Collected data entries
=======
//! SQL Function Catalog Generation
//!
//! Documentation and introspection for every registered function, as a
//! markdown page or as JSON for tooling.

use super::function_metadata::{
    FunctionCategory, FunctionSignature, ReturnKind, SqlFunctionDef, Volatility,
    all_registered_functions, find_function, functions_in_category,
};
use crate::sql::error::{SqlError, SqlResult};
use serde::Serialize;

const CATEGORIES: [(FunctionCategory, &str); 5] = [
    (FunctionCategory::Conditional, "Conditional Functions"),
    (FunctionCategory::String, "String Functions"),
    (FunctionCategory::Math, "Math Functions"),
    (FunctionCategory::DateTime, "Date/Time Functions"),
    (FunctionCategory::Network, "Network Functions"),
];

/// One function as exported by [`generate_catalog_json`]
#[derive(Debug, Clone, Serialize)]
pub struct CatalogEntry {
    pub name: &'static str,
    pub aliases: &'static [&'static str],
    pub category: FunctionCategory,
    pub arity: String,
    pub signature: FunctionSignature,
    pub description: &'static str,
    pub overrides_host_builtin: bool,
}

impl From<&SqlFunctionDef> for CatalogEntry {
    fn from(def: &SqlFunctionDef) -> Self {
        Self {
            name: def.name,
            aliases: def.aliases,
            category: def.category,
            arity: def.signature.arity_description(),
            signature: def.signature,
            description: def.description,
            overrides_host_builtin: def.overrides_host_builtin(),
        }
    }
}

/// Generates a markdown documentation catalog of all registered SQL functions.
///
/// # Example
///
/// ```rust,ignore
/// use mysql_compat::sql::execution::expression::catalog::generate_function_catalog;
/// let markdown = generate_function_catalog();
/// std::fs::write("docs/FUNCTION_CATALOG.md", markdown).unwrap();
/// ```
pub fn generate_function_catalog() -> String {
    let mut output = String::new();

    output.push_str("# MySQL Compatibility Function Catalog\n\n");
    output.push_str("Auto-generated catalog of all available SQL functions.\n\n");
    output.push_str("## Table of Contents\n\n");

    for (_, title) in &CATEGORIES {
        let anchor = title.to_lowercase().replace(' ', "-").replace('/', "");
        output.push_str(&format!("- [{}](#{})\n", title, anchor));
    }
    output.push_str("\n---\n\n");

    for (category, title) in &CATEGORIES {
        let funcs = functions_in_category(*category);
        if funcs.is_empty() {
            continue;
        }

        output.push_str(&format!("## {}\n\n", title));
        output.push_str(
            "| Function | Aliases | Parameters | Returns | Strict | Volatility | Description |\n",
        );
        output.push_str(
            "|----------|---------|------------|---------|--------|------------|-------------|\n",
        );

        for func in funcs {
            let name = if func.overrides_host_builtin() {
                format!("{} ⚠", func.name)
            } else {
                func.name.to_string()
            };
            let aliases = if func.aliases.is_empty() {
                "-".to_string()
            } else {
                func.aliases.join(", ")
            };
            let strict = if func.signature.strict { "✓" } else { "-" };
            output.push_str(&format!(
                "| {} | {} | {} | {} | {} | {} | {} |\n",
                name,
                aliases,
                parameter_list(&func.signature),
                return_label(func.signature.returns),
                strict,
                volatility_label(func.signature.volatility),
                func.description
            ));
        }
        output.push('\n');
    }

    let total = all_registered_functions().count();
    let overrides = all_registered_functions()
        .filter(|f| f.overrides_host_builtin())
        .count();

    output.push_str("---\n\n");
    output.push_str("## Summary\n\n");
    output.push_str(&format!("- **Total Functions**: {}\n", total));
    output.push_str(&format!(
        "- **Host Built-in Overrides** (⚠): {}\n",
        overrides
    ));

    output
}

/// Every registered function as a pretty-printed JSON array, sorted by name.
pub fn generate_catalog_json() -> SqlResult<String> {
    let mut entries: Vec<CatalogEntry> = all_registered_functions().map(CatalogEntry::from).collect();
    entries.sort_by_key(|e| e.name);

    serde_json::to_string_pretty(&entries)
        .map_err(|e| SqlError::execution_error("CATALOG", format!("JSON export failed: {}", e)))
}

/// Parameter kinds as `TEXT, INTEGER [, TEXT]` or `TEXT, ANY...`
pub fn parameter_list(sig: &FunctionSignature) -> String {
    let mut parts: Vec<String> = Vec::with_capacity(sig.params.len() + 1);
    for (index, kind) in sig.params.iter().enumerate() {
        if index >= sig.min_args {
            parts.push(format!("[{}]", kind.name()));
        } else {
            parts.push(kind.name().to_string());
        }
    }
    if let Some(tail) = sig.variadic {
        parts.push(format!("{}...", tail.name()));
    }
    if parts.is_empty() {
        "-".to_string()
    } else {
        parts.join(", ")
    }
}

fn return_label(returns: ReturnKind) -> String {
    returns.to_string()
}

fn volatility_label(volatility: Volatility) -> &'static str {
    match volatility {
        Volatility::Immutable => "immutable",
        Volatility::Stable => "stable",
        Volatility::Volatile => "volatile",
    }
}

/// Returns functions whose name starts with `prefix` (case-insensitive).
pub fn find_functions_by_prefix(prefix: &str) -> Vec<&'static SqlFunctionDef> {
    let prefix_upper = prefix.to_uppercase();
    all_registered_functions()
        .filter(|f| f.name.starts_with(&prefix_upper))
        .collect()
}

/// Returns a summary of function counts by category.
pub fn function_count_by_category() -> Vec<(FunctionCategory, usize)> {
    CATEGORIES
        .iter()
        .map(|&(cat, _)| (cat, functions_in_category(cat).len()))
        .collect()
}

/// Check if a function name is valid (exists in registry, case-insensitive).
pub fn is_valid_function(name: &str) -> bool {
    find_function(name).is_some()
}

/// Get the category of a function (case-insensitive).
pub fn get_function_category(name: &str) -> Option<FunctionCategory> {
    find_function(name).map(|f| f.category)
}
=======
Assignment: Copy each line of the data exactly, leaving nothing out.

Written reply:
//! SQL Function Catalog Generation
//!
//! Documentation and introspection for every registered function, as a
//! markdown page or as JSON for tooling.

use super::function_metadata::{
    FunctionCategory, FunctionSignature, ReturnKind, SqlFunctionDef, Volatility,
    all_registered_functions, find_function, functions_in_category,
};
use crate::sql::error::{SqlError, SqlResult};
use serde::Serialize;

const CATEGORIES: [(FunctionCategory, &str); 5] = [
    (FunctionCategory::Conditional, "Conditional Functions"),
    (FunctionCategory::String, "String Functions"),
    (FunctionCategory::Math, "Math Functions"),
    (FunctionCategory::DateTime, "Date/Time Functions"),
    (FunctionCategory::Network, "Network Functions"),
];

/// One function as exported by [`generate_catalog_json`]
#[derive(Debug, Clone, Serialize)]
pub struct CatalogEntry {
    pub name: &'static str,
    pub aliases: &'static [&'static str],
    pub category: FunctionCategory,
    pub arity: String,
    pub signature: FunctionSignature,
    pub description: &'static str,
    pub overrides_host_builtin: bool,
}

impl From<&SqlFunctionDef> for CatalogEntry {
    fn from(def: &SqlFunctionDef) -> Self {
        Self {
            name: def.name,
            aliases: def.aliases,
            category: def.category,
            arity: def.signature.arity_description(),
            signature: def.signature,
            description: def.description,
            overrides_host_builtin: def.overrides_host_builtin(),
        }
    }
}

/// Generates a markdown documentation catalog of all registered SQL functions.
///
/// # Example
///
/// ```rust,ignore
/// use mysql_compat::sql::execution::expression::catalog::generate_function_catalog;
/// let markdown = generate_function_catalog();
/// std::fs::write("docs/FUNCTION_CATALOG.md", markdown).unwrap();
/// ```
pub fn generate_function_catalog() -> String {
    let mut output = String::new();

    output.push_str("# MySQL Compatibility Function Catalog\n\n");
    output.push_str("Auto-generated catalog of all available SQL functions.\n\n");
    output.push_str("## Table of Contents\n\n");

    for (_, title) in &CATEGORIES {
        let anchor = title.to_lowercase().replace(' ', "-").replace('/', "");
        output.push_str(&format!("- [{}](#{})\n", title, anchor));
    }
    output.push_str("\n---\n\n");

    for (category, title) in &CATEGORIES {
        let funcs = functions_in_category(*category);
        if funcs.is_empty() {
            continue;
        }

        output.push_str(&format!("## {}\n\n", title));
        output.push_str(
            "| Function | Aliases | Parameters | Returns | Strict | Volatility | Description |\n",
        );
        output.push_str(
            "|----------|---------|------------|---------|--------|------------|-------------|\n",
        );

        for func in funcs {
            let name = if func.overrides_host_builtin() {
                format!("{} ⚠", func.name)
            } else {
                func.name.to_string()
            };
            let aliases = if func.aliases.is_empty() {
                "-".to_string()
            } else {
                func.aliases.join(", ")
            };
            let strict = if func.signature.strict { "✓" } else { "-" };
            output.push_str(&format!(
                "| {} | {} | {} | {} | {} | {} | {} |\n",
                name,
                aliases,
                parameter_list(&func.signature),
                return_label(func.signature.returns),
                strict,
                volatility_label(func.signature.volatility),
                func.description
            ));
        }
        output.push('\n');
    }

    let total = all_registered_functions().count();
    let overrides = all_registered_functions()
        .filter(|f| f.overrides_host_builtin())
        .count();

    output.push_str("---\n\n");
    output.push_str("## Summary\n\n");
    output.push_str(&format!("- **Total Functions**: {}\n", total));
    output.push_str(&format!(
        "- **Host Built-in Overrides** (⚠): {}\n",
        overrides
    ));

    output
}

/// Every registered function as a pretty-printed JSON array, sorted by name.
pub fn generate_catalog_json() -> SqlResult<String> {
    let mut entries: Vec<CatalogEntry> = all_registered_functions().map(CatalogEntry::from).collect();
    entries.sort_by_key(|e| e.name);

    serde_json::to_string_pretty(&entries)
        .map_err(|e| SqlError::execution_error("CATALOG", format!("JSON export failed: {}", e)))
}

/// Parameter kinds as `TEXT, INTEGER [, TEXT]` or `TEXT, ANY...`
pub fn parameter_list(sig: &FunctionSignature) -> String {
    let mut parts: Vec<String> = Vec::with_capacity(sig.params.len() + 1);
    for (index, kind) in sig.params.iter().enumerate() {
        if index >= sig.min_args {
            parts.push(format!("[{}]", kind.name()));
        } else {
            parts.push(kind.name().to_string());
        }
    }
    if let Some(tail) = sig.variadic {
        parts.push(format!("{}...", tail.name()));
    }
    if parts.is_empty() {
        "-".to_string()
    } else {
        parts.join(", ")
    }
}

fn return_label(returns: ReturnKind) -> String {
    returns.to_string()
}

fn volatility_label(volatility: Volatility) -> &'static str {
    match volatility {
        Volatility::Immutable => "immutable",
        Volatility::Stable => "stable",
        Volatility::Volatile => "volatile",
    }
}

/// Returns functions whose name starts with `prefix` (case-insensitive).
pub fn find_functions_by_prefix(prefix: &str) -> Vec<&'static SqlFunctionDef> {
    let prefix_upper = prefix.to_uppercase();
    all_registered_functions()
        .filter(|f| f.name.starts_with(&prefix_upper))
        .collect()
}

/// Returns a summary of function counts by category.
pub fn function_count_by_category() -> Vec<(FunctionCategory, usize)> {
    CATEGORIES
        .iter()
        .map(|&(cat, _)| (cat, functions_in_category(cat).len()))
        .collect()
}

/// Check if a function name is valid (exists in registry, case-insensitive).
pub fn is_valid_function(name: &str) -> bool {
    find_function(name).is_some()
}

/// Get the category of a function (case-insensitive).
pub fn get_function_category(name: &str) -> Option<FunctionCategory> {
    find_function(name).map(|f| f.category)
}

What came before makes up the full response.